US

MAY 31 2007 18:36h

US Spars With Iran Before Iran-EU Nuclear Talks

Text

The United States told Iran on Thursday it must change its nuclear course or be isolated.

The United States told Iran on Thursday it must change its nuclear course or be isolated, but Tehran remained defiant as it held talks on its atomic programme with the European Union.

U.S. Secretary of State Condoleezza Rice said it was time for Iran to abandon uranium enrichment work, but EU foreign policy chief Javier Solana acknowledged before he met Iran's top nuclear negotiator in Madrid it would be hard to clinch a deal.

"It is time for Iran to change its tactics. The international community is united on what Iran should do and this is to suspend (enrichment of uranium for nuclear fuel)," Rice said during a visit to Vienna.

Solana's meeting with Iran's Ali Larijani at a former hunting lodge on Madrid's outskirts looked like a last stab at easing a standoff over Iran's atomic activity before world powers sharpen U.N. sanctions.

But no one held out hope for any breakthrough one month after the last inconclusive session between the two men, despite two sets of modest U.N. sanctions against Iran.

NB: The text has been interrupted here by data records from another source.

use serde::{Deserialize, Serialize};

use super::configuration::{Configuration, Member};
use super::types::{LogEntry, LogIndex, NodeId, Term};
use crate::storage::snapshot_storage::{SnapshotId, SnapshotMeta};

/// RequestVote RPC - Invoked by candidates to gather votes
#[derive(Debug, Clone, PartialEq, Eq, Serialize, Deserialize)]
pub struct RequestVoteRequest {
    /// Candidate's term
    pub term: Term,
    /// Candidate requesting vote
    pub candidate_id: NodeId,
    /// Index of candidate's last log entry
    pub last_log_index: LogIndex,
    /// Term of candidate's last log entry
    pub last_log_term: Term,
}

#[derive(Debug, Clone, PartialEq, Eq, Serialize, Deserialize)]
pub struct RequestVoteResponse {
    /// Current term, for candidate to update itself
    pub term: Term,
    /// True means candidate received vote
    pub vote_granted: bool,
}

/// AppendEntries RPC - Invoked by leader to replicate log entries and as heartbeat
#[derive(Debug, Clone, PartialEq, Eq, Serialize, Deserialize)]
pub struct AppendEntriesRequest {
    /// Leader's term
    pub term: Term,
    /// So follower can redirect clients
    pub leader_id: NodeId,
    /// Index of log entry immediately preceding new ones
    pub prev_log_index: LogIndex,
    /// Term of prev_log_index entry
    pub prev_log_term: Term,
    /// Log entries to store (empty for heartbeat)
    pub entries: Vec<LogEntry>,
    /// Leader's commit index
    pub leader_commit: LogIndex,
    /// Echoed in the response
    pub request_id: u64,
}

#[derive(Debug, Clone, PartialEq, Eq, Serialize, Deserialize)]
pub struct AppendEntriesResponse {
    /// Current term, for leader to update itself
    pub term: Term,
    /// True if follower contained entry matching prev_log_index and prev_log_term
    pub success: bool,
    /// On success the last durably appended index, on failure the index to resume after
    pub last_log_index: LogIndex,
    pub last_snapshot_index: LogIndex,
    pub configuration_index: LogIndex,
    pub request_id: u64,
}

/// One chunk of a snapshot pushed by the leader
#[derive(Debug, Clone, PartialEq, Eq, Serialize, Deserialize)]
pub struct InstallSnapshotRequest {
    pub term: Term,
    pub leader_id: NodeId,
    pub meta: SnapshotMeta,
    pub chunk_index: u32,
    pub data: Vec<u8>,
    pub is_last: bool,
}

#[derive(Debug, Clone, PartialEq, Eq, Serialize, Deserialize)]
pub enum InstallStatus {
    Ack,
    Reject(String),
}

#[derive(Debug, Clone, PartialEq, Eq, Serialize, Deserialize)]
pub struct InstallSnapshotResponse {
    pub term: Term,
    pub snapshot_id: SnapshotId,
    pub chunk_index: u32,
    pub status: InstallStatus,
    /// The member already holds this snapshot or everything it covers
    pub complete: bool,
}

/// Pushes the leader's configuration to a member
#[derive(Debug, Clone, PartialEq, Eq, Serialize, Deserialize)]
pub struct ConfigureRequest {
    pub term: Term,
    pub leader_id: NodeId,
    pub configuration: Configuration,
    pub joint: bool,
}

#[derive(Debug, Clone, PartialEq, Eq, Serialize, Deserialize)]
pub struct ConfigureResponse {
    pub term: Term,
    pub accepted: bool,
    pub configuration_index: LogIndex,
}

/// Installs `members` without quorum agreement
#[derive(Debug, Clone, PartialEq, Eq, Serialize, Deserialize)]
pub struct ForceConfigureRequest {
    pub term: Term,
    pub index: LogIndex,
    pub members: Vec<Member>,
    pub request_id: u64,
}

#[derive(Debug, Clone, PartialEq, Eq, Serialize, Deserialize)]
pub struct ForceConfigureResponse {
    pub term: Term,
    pub accepted: bool,
    pub request_id: u64,
    pub reason: Option<String>,
}

/// Asks the leader to add `member`; answered to `origin`
#[derive(Debug, Clone, PartialEq, Eq, Serialize, Deserialize)]
pub struct JoinRequest {
    pub origin: NodeId,
    pub request_id: u64,
    pub member: Member,
}

/// Asks the leader to remove `member_id`; answered to `origin`
#[derive(Debug, Clone, PartialEq, Eq, Serialize, Deserialize)]
pub struct LeaveRequest {
    pub origin: NodeId,
    pub request_id: u64,
    pub member_id: NodeId,
}

#[derive(Debug, Clone, PartialEq, Eq, Serialize, Deserialize)]
pub struct ReconfigureResponse {
    pub request_id: u64,
    pub result: std::result::Result<Configuration, String>,
}

/// Wrapper for all RPC messages
#[derive(Debug, Clone, PartialEq, Eq, Serialize, Deserialize)]
pub enum RaftMessage {
    RequestVote(RequestVoteRequest),
    RequestVoteResponse(RequestVoteResponse),
    AppendEntries(AppendEntriesRequest),
    AppendEntriesResponse(AppendEntriesResponse),
    InstallSnapshot(InstallSnapshotRequest),
    InstallSnapshotResponse(InstallSnapshotResponse),
    Configure(ConfigureRequest),
    ConfigureResponse(ConfigureResponse),
    ForceConfigure(ForceConfigureRequest),
    ForceConfigureResponse(ForceConfigureResponse),
    Join(JoinRequest),
    Leave(LeaveRequest),
    ReconfigureResponse(ReconfigureResponse),
}

impl RaftMessage {
    pub fn kind(&self) -> &'static str {
        match self {
            RaftMessage::RequestVote(_) => "RequestVote",
            RaftMessage::RequestVoteResponse(_) => "RequestVoteResponse",
            RaftMessage::AppendEntries(_) => "AppendEntries",
            RaftMessage::AppendEntriesResponse(_) => "AppendEntriesResponse",
            RaftMessage::InstallSnapshot(_) => "InstallSnapshot",
            RaftMessage::InstallSnapshotResponse(_) => "InstallSnapshotResponse",
            RaftMessage::Configure(_) => "Configure",
            RaftMessage::ConfigureResponse(_) => "ConfigureResponse",
            RaftMessage::ForceConfigure(_) => "ForceConfigure",
            RaftMessage::ForceConfigureResponse(_) => "ForceConfigureResponse",
            RaftMessage::Join(_) => "Join",
            RaftMessage::Leave(_) => "Leave",
            RaftMessage::ReconfigureResponse(_) => "ReconfigureResponse",
        }
    }
}

/// An outbound message produced by a member
#[derive(Debug, Clone, PartialEq, Eq)]
pub struct Envelope {
    pub from: NodeId,
    pub to: NodeId,
    pub message: RaftMessage,
}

"It is true that as time goes by, if the situation continues, probably the agreement will be more complicated," Solana said before the talks. "I will try to ... see if we can pave the way in order to get into formal negotiations."

Major powers insist Iran stop enriching uranium as a confidence-building precondition for negotiations on trade and other benefits.

Larijani on Wednesday ruled out a nuclear halt as demanded by the U.N. Security Council, offering only to assure its programme is not a disguised bid for bombs as the West suspects. Iran says it only wants atomic power to generate electricity.

Foreign ministers of the Group of Eight leading industrialised nations, meeting in Germany on Wednesday, expressed "deep regret" Iran had kept on expanding enrichment activities and raised the prospect of more painful sanctions.

"If Iran continues to ignore demands of the Security Council, we will support further appropriate measures as agreed in Resolution 1747," the ministers said in a statement.

Security Council resolution 1747 gave Tehran a 60-day deadline to freeze all enrichment, a process of refining uranium for power plants or, if taken to a very high degree, weapons.

Iran ignored the deadline, which expired last week.

RICE RENEWS U.S OFFER

Rice reiterated a U.S. offer made one year ago that if Iran gave up uranium enrichment work, Washington was ready to reverse decades of American policy and talk to Tehran on any issue.

"But that can't be done while Iran continues to pursue and to try and perfect technologies that are going to lead to a nuclear weapon. As I have said before, the question is not why won't we talk to Tehran but why won't Tehran talk to us."

An EU diplomat in Madrid said talks were important largely because the alternative was worse, adding: "The point is to keep the negotiating track open ... There are no signs of movement from the other side at this moment."

China, one of the five permanent U.N. Security Council members with power of veto, stressed its preference for further diplomacy over punitive action against a major trade partner.

"Diplomatic effort to resolve the problem in a peaceful way is the best choice," Chinese Foreign Ministry spokeswoman Jiang Yu told a news conference in Beijing.

Solana is empowered by the five permanent Security Council members -- the United States, Russia, China, Britain and France -- plus Germany and the EU to explore the scope for formal talks on a package of economic, technological and political initiatives if Iran shelves nuclear fuel production.